**TO DO:** From the material below, list every line containing "join".

**DATA PROVIDED:**
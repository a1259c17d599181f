//! The configuration value union and its text envelope.
//!
//! Responsibilities:
//! - Model the value kinds a resolver can hold (string, integer, boolean,
//!   list, structured).
//! - Encode structured values for text-only backends and decode them back.
//! - Provide the shared boolean/integer parsing used by the typed accessors.
//!
//! Invariants:
//! - `from_text(to_text(v)) == v` for every structured value.
//! - A malformed envelope decodes to the raw string unchanged, never an error.

use serde_json::Value;
use std::fmt;

use crate::constants::{FALSY_STATES, JSON_ENVELOPE_PREFIX, TRUTHY_STATES};

/// A configuration value as held by the resolver's mapping.
#[derive(Debug, Clone, PartialEq)]
pub enum ConfigValue {
    Str(String),
    Int(i64),
    Bool(bool),
    List(Vec<String>),
    /// An arbitrary serializable value, carried through text-only backends
    /// inside the JSON envelope.
    Structured(Value),
}

impl ConfigValue {
    /// The string form, for `Str` values only.
    pub fn as_str(&self) -> Option<&str> {
        match self {
            ConfigValue::Str(s) => Some(s),
            _ => None,
        }
    }

    /// Interpret the value as a boolean using the shared truthy/falsy sets.
    /// Unrecognized strings yield `None`, not an error.
    pub fn as_bool(&self) -> Option<bool> {
        match self {
            ConfigValue::Bool(b) => Some(*b),
            ConfigValue::Int(0) => Some(false),
            ConfigValue::Int(1) => Some(true),
            ConfigValue::Str(s) => parse_bool(s),
            ConfigValue::Structured(Value::Bool(b)) => Some(*b),
            _ => None,
        }
    }

    /// Interpret the value as an integer. Non-numeric strings yield `None`.
    pub fn as_int(&self) -> Option<i64> {
        match self {
            ConfigValue::Int(n) => Some(*n),
            ConfigValue::Str(s) => s.trim().parse().ok(),
            ConfigValue::Structured(Value::Number(n)) => n.as_i64(),
            _ => None,
        }
    }

    /// Interpret the value as a list of strings.
    ///
    /// Strings split on commas; an existing list is returned unchanged; an
    /// empty string yields an empty list so the result is always safe to
    /// iterate.
    pub fn to_list(&self) -> Vec<String> {
        match self {
            ConfigValue::List(items) => items.clone(),
            ConfigValue::Str(s) if s.is_empty() => Vec::new(),
            ConfigValue::Str(s) => s.split(',').map(str::to_string).collect(),
            ConfigValue::Structured(Value::Array(items)) => items
                .iter()
                .map(|item| match item {
                    Value::String(s) => s.clone(),
                    other => other.to_string(),
                })
                .collect(),
            other => vec![other.to_text()],
        }
    }

    /// Render the value for a text-only backend (process environment, cache,
    /// secret store). Structured values are wrapped in the JSON envelope.
    pub fn to_text(&self) -> String {
        match self {
            ConfigValue::Str(s) => s.clone(),
            ConfigValue::Int(n) => n.to_string(),
            ConfigValue::Bool(b) => b.to_string(),
            ConfigValue::List(items) => items.join(","),
            ConfigValue::Structured(value) => {
                format!("{JSON_ENVELOPE_PREFIX}{value}")
            }
        }
    }

    /// Decode a value read back from a text-only backend.
    ///
    /// Only an exact envelope prefix triggers decoding; a payload that fails
    /// to parse falls back to the raw string unchanged.
    pub fn from_text(raw: &str) -> ConfigValue {
        if let Some(payload) = raw.strip_prefix(JSON_ENVELOPE_PREFIX) {
            if let Ok(value) = serde_json::from_str(payload) {
                return ConfigValue::Structured(value);
            }
        }
        ConfigValue::Str(raw.to_string())
    }

    /// Coerce boolean-state and all-digit strings to their typed form, used
    /// by attribute-style access. Everything else passes through unchanged.
    pub fn coerced(self) -> ConfigValue {
        match self {
            ConfigValue::Str(s) => {
                if let Some(b) = parse_bool(&s) {
                    ConfigValue::Bool(b)
                } else if let Ok(n) = s.trim().parse::<i64>() {
                    ConfigValue::Int(n)
                } else {
                    ConfigValue::Str(s)
                }
            }
            other => other,
        }
    }
}

impl fmt::Display for ConfigValue {
    fn fmt(&self, f: &mut fmt::Formatter<'_>) -> fmt::Result {
        match self {
            ConfigValue::Str(s) => f.write_str(s),
            ConfigValue::Int(n) => write!(f, "{n}"),
            ConfigValue::Bool(b) => write!(f, "{b}"),
            ConfigValue::List(items) => f.write_str(&items.join(",")),
            ConfigValue::Structured(value) => write!(f, "{value}"),
        }
    }
}

impl From<&str> for ConfigValue {
    fn from(s: &str) -> Self {
        ConfigValue::Str(s.to_string())
    }
}

impl From<String> for ConfigValue {
    fn from(s: String) -> Self {
        ConfigValue::Str(s)
    }
}

impl From<i64> for ConfigValue {
    fn from(n: i64) -> Self {
        ConfigValue::Int(n)
    }
}

impl From<bool> for ConfigValue {
    fn from(b: bool) -> Self {
        ConfigValue::Bool(b)
    }
}

impl From<Vec<String>> for ConfigValue {
    fn from(items: Vec<String>) -> Self {
        ConfigValue::List(items)
    }
}

impl From<Value> for ConfigValue {
    fn from(value: Value) -> Self {
        match value {
            Value::String(s) => ConfigValue::Str(s),
            Value::Bool(b) => ConfigValue::Bool(b),
            Value::Number(n) if n.is_i64() => ConfigValue::Int(n.as_i64().unwrap_or_default()),
            other => ConfigValue::Structured(other),
        }
    }
}

/// Parse a boolean from its conventional string forms, case-insensitively.
/// Unrecognized strings yield `None` so callers can apply their own fallback.
pub fn parse_bool(raw: &str) -> Option<bool> {
    let lowered = raw.trim().to_ascii_lowercase();
    if TRUTHY_STATES.contains(&lowered.as_str()) {
        Some(true)
    } else if FALSY_STATES.contains(&lowered.as_str()) {
        Some(false)
    } else {
        None
    }
}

**FINAL ANSWER:**
            ConfigValue::List(items) => items.join(","),
            ConfigValue::List(items) => f.write_str(&items.join(",")),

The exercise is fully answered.